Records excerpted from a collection
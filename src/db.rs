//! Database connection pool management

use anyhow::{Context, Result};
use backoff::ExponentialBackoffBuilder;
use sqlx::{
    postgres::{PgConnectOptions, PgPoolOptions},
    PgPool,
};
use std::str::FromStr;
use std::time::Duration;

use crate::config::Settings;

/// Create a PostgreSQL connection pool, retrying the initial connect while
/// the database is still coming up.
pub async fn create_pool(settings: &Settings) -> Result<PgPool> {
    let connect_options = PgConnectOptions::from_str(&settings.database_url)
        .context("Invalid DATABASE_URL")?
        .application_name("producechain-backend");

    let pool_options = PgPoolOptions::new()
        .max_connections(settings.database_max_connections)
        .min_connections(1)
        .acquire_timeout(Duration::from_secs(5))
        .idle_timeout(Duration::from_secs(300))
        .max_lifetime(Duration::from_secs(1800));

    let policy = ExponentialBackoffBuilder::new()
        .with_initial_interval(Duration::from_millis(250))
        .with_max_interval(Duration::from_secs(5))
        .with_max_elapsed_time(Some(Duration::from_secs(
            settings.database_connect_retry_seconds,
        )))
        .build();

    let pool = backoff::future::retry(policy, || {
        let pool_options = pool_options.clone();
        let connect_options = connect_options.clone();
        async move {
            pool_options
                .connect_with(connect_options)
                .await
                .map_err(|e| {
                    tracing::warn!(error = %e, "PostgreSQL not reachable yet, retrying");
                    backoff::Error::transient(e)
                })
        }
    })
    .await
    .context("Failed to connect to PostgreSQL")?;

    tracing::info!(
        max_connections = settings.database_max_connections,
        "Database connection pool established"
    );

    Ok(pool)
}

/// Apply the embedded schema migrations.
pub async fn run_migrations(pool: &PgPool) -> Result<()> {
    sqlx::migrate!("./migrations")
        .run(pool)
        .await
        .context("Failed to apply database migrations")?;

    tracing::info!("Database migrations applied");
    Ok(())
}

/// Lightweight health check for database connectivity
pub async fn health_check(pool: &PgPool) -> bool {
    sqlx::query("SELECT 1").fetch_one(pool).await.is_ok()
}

==

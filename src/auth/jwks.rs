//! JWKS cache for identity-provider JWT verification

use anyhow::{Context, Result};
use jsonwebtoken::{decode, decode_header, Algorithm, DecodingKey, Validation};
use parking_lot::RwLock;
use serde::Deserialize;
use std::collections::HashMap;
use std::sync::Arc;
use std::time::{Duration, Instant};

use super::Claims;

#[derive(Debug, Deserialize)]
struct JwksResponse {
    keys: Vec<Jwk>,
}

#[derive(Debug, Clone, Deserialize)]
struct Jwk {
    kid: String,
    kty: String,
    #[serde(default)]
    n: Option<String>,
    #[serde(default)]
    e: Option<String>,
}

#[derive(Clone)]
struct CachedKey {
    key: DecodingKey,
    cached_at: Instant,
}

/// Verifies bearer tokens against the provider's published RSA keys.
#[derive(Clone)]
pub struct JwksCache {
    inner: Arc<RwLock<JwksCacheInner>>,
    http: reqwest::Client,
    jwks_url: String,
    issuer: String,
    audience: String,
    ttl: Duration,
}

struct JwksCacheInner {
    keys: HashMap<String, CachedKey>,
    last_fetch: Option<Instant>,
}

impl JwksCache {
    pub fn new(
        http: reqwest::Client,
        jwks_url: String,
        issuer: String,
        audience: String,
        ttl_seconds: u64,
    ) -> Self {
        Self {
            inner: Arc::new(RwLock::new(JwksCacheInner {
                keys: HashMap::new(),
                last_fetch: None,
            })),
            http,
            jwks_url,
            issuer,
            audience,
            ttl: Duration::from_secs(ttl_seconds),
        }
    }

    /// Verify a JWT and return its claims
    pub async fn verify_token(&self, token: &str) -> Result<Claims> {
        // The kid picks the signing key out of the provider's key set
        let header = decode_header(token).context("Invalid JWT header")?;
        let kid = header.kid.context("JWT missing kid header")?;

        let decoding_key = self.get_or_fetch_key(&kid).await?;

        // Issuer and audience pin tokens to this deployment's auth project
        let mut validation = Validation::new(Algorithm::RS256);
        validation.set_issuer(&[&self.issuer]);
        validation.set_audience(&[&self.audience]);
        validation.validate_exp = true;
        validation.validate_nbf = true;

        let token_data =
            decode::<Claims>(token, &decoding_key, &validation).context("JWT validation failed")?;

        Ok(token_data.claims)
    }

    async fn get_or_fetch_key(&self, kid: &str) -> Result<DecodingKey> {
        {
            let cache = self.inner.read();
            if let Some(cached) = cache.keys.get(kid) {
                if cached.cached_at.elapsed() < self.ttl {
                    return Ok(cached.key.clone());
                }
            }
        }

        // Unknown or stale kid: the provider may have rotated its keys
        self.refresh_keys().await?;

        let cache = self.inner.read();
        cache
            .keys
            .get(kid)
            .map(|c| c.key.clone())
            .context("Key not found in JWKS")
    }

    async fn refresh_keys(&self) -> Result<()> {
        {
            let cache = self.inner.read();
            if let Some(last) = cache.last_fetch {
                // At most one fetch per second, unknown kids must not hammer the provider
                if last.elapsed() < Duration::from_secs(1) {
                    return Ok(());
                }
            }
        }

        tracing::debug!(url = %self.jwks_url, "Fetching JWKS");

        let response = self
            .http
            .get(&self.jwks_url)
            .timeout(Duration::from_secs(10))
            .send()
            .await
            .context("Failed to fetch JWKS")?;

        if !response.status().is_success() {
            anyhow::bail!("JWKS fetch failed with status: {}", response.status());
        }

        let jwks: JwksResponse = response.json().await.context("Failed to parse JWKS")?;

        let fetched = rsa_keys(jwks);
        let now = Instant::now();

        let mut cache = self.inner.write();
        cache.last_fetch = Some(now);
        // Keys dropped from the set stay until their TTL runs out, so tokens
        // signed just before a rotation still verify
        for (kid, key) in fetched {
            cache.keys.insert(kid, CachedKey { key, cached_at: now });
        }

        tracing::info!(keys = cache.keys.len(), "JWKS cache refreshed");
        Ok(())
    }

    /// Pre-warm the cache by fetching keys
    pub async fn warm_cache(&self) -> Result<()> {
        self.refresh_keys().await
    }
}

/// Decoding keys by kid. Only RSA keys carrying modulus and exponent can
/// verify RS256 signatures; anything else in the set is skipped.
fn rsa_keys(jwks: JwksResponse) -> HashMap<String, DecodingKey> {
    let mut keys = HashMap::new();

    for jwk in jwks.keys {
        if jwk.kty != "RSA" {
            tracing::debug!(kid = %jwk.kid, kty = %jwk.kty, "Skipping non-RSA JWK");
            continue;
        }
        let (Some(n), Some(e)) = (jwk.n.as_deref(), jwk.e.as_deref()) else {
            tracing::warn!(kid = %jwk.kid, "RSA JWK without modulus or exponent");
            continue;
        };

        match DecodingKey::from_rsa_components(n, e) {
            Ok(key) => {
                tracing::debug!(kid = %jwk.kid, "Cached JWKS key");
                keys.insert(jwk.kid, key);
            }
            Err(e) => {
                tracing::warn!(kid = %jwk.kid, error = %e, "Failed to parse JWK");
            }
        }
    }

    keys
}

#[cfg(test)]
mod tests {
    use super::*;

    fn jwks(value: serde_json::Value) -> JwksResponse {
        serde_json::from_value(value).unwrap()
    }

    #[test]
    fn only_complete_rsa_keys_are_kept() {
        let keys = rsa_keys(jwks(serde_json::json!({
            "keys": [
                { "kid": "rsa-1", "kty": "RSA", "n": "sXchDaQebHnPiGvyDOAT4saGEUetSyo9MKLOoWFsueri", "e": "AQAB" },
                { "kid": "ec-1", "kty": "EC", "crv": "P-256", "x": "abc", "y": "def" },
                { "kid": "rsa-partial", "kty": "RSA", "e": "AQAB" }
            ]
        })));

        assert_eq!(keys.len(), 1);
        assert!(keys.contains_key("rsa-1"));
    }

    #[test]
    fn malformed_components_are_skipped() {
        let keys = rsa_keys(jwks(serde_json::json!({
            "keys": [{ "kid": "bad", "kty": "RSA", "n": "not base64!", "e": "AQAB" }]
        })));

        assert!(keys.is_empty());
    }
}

## TASK DESCRIPTION
Above are the records. Copy every line in them holding "derive".

## EXERCISE OUTPUT
#[derive(Debug, Deserialize)]
#[derive(Debug, Clone, Deserialize)]
#[derive(Clone)]
#[derive(Clone)]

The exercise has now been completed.